Stored data:
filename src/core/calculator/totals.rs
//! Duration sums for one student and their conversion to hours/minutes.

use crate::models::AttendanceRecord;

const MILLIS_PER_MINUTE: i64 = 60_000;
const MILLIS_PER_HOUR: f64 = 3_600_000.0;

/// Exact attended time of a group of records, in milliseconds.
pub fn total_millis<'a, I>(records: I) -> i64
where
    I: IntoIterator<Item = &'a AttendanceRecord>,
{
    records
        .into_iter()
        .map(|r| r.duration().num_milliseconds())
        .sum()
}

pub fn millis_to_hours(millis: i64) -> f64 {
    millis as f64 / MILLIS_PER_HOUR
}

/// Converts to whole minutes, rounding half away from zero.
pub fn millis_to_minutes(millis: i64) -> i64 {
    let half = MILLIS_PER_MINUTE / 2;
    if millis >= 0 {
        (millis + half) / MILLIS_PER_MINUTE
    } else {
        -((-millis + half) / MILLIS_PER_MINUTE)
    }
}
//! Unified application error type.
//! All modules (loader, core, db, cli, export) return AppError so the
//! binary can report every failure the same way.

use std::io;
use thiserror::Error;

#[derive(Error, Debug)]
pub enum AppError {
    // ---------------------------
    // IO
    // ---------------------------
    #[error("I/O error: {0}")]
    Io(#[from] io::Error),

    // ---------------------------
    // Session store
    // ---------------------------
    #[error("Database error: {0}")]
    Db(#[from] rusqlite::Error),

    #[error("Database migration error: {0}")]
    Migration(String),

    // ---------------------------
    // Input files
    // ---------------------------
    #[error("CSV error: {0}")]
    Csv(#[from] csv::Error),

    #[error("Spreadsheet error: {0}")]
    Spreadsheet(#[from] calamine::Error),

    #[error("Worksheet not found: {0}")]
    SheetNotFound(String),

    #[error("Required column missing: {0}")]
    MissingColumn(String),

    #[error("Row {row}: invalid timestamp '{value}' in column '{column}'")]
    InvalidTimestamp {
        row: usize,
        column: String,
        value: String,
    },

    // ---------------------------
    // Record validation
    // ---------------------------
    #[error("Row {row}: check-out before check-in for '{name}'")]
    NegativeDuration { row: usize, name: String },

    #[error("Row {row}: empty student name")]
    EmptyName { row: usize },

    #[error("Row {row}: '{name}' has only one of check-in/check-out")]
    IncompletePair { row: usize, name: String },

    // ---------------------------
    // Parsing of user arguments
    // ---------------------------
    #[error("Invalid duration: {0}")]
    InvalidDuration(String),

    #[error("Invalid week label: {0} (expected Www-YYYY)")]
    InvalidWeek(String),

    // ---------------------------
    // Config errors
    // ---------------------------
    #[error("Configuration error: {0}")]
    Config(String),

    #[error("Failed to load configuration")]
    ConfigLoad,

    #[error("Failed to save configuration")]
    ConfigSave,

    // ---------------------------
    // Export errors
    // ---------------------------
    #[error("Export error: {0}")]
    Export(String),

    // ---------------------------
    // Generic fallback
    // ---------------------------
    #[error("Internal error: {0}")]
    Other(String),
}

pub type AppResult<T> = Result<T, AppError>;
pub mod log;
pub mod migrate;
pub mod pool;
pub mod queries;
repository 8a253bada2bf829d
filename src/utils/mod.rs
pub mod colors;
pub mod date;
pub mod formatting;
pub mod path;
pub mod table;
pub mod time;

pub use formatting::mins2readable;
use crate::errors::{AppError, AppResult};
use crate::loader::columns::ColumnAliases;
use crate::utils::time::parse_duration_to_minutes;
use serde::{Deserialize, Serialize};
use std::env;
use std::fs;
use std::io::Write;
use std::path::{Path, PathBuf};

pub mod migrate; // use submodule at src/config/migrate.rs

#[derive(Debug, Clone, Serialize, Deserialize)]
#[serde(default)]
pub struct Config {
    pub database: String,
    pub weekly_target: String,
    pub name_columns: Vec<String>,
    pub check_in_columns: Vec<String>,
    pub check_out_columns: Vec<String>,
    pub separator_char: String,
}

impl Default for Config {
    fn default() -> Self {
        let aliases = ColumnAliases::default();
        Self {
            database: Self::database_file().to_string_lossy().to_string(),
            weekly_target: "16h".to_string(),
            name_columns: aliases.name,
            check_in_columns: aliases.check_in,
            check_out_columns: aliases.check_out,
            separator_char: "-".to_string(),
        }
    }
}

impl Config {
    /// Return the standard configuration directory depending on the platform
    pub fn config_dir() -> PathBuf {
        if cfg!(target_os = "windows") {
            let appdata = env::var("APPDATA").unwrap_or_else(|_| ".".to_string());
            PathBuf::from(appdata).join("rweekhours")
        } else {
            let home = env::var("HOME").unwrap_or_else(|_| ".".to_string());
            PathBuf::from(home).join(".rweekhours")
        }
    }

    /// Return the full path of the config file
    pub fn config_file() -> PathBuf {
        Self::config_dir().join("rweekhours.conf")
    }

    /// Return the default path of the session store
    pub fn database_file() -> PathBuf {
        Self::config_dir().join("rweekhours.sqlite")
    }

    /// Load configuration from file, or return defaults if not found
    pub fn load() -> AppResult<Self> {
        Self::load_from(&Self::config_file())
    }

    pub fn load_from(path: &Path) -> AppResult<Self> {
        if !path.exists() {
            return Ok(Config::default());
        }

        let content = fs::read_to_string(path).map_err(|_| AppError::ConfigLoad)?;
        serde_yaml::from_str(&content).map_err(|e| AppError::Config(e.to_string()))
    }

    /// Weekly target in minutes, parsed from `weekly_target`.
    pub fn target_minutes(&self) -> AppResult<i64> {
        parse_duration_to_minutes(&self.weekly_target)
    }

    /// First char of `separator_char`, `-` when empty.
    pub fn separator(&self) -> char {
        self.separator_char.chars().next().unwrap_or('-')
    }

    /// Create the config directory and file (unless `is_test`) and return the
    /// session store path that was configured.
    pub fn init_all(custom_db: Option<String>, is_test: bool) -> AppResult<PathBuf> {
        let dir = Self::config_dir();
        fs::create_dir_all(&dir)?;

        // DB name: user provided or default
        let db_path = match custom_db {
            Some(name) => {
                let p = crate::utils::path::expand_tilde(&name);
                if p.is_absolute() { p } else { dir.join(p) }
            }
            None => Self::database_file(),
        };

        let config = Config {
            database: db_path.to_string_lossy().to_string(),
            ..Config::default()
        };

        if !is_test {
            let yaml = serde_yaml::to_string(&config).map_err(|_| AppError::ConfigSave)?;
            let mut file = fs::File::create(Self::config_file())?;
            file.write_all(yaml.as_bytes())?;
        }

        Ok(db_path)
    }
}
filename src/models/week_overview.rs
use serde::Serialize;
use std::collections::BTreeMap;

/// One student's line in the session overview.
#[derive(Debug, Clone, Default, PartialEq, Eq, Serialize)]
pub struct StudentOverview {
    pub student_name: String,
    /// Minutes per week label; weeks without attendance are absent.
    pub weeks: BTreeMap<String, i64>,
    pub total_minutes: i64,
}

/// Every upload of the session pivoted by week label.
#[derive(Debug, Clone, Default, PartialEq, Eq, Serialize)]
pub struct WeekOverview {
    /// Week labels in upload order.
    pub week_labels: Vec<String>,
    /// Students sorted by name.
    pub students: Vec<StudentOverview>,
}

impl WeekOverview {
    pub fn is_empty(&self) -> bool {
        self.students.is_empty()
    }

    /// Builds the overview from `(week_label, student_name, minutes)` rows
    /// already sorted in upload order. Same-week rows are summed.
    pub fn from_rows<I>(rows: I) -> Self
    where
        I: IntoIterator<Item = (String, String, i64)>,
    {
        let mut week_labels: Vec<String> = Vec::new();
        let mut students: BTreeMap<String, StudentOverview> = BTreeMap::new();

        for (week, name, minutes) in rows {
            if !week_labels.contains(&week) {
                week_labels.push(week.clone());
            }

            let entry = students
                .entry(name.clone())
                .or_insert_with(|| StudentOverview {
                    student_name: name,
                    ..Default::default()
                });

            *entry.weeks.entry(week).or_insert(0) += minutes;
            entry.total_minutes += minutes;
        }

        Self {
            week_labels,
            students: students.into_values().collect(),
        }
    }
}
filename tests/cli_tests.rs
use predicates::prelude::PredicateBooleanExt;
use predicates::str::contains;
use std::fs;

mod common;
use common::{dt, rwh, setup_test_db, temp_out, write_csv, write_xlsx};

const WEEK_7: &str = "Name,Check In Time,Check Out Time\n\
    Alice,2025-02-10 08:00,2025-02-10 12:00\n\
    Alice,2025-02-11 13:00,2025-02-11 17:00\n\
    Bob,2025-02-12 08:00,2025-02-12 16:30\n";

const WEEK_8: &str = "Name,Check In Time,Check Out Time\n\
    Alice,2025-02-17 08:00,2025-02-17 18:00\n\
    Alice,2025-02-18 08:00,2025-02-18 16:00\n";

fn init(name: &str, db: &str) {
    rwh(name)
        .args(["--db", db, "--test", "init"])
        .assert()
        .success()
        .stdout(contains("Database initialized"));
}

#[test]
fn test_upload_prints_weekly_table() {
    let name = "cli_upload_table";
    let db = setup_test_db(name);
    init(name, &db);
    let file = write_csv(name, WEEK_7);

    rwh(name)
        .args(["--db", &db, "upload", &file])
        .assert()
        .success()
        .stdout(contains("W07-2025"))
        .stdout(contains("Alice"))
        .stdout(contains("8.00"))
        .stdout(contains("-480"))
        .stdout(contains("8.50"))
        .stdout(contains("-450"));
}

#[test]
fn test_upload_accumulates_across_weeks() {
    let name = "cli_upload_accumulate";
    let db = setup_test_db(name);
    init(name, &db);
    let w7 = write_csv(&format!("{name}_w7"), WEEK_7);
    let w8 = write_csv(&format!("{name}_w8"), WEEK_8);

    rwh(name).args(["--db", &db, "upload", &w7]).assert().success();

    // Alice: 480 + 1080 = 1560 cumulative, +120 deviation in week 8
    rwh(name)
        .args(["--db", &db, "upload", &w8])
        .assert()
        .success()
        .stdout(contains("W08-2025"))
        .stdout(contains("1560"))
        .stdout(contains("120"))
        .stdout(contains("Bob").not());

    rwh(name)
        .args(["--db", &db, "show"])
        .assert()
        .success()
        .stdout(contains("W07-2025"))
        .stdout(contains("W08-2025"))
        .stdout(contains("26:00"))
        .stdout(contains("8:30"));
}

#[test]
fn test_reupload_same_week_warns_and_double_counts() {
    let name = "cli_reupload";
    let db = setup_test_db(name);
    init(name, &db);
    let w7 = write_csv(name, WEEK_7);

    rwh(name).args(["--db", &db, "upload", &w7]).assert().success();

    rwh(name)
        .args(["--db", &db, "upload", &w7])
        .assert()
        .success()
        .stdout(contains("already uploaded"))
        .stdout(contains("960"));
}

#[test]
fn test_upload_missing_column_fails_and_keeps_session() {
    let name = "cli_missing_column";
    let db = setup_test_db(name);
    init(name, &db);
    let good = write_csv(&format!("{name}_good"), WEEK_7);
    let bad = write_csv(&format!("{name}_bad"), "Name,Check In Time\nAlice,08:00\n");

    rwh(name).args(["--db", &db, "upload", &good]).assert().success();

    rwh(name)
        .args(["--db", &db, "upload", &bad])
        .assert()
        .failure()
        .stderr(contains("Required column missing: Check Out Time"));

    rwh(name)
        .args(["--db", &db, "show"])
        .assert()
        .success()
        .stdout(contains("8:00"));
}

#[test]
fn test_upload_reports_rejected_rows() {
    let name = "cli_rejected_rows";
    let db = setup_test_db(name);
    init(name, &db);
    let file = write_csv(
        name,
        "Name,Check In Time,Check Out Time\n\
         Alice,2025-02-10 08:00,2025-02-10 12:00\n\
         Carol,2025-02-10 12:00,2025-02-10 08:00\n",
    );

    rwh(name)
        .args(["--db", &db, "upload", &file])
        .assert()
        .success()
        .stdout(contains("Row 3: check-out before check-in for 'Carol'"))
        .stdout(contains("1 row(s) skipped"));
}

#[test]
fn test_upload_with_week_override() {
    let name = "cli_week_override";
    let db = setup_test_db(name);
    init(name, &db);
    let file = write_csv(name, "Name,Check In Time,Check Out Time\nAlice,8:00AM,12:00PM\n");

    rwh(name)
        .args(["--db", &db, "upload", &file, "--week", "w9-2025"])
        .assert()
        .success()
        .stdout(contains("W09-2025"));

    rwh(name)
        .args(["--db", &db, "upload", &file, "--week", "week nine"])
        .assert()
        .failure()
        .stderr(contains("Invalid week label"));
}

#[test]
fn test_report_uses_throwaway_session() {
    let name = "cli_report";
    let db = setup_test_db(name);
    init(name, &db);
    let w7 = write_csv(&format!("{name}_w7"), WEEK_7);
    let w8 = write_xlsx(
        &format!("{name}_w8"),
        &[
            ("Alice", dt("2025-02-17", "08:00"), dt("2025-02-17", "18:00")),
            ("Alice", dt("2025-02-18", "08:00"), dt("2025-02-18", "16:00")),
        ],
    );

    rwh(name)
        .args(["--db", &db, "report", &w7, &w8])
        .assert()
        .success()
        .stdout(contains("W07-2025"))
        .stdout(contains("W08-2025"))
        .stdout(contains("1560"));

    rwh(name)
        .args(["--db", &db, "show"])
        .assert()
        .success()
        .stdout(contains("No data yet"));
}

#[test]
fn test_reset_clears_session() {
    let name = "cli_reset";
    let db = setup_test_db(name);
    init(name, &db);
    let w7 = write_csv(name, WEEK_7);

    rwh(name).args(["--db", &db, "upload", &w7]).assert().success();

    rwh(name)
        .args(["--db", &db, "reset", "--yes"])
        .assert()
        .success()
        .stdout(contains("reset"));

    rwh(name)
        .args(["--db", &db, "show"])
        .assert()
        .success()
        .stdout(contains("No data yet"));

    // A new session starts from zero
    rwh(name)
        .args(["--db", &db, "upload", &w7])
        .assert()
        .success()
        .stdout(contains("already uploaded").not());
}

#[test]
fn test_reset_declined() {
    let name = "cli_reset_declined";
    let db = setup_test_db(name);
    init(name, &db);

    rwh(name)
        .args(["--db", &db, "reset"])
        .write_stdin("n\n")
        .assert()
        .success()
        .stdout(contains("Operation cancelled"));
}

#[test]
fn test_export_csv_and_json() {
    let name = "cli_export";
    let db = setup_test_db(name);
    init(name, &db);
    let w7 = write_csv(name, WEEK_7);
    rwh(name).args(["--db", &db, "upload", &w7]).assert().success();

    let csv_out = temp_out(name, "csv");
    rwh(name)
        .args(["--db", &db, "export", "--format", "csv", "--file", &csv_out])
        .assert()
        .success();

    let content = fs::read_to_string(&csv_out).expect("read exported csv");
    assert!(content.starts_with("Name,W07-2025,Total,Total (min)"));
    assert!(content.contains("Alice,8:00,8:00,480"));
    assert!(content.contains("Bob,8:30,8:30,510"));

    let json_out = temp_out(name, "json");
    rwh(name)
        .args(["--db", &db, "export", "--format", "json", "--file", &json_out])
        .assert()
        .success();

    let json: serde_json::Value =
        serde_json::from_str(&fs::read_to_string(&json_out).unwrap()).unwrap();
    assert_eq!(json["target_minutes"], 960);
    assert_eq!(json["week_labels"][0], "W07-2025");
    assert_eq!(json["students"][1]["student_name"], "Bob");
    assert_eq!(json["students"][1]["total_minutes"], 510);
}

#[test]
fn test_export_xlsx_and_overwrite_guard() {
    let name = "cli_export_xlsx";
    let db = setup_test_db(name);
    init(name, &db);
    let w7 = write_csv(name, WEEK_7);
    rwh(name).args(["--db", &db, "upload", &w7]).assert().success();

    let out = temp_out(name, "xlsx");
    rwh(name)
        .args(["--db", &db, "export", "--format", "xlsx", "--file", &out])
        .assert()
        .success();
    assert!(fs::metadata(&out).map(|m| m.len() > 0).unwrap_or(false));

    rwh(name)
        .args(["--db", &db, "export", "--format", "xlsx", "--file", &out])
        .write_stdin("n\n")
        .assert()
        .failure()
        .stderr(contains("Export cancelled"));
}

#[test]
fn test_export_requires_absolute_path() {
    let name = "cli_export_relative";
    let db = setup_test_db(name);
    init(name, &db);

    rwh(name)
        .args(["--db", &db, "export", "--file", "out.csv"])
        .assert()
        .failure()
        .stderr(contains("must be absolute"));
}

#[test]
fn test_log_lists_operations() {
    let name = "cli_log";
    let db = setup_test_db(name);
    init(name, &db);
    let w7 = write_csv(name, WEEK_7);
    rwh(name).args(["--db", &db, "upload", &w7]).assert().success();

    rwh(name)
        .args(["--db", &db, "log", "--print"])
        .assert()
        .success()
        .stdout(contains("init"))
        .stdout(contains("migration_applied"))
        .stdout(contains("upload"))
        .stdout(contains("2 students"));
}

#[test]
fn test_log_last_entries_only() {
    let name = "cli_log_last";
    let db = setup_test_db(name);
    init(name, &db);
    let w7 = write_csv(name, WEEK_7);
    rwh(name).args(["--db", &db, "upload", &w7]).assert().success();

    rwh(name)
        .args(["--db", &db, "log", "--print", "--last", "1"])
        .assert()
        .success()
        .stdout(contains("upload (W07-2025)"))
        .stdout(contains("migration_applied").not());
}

_YOUR GOAL_
What lines above mention "StudentOverview"? Copy each one.

_SOLVED PROBLEM_
pub struct StudentOverview {
    pub students: Vec<StudentOverview>,
        let mut students: BTreeMap<String, StudentOverview> = BTreeMap::new();
                .or_insert_with(|| StudentOverview {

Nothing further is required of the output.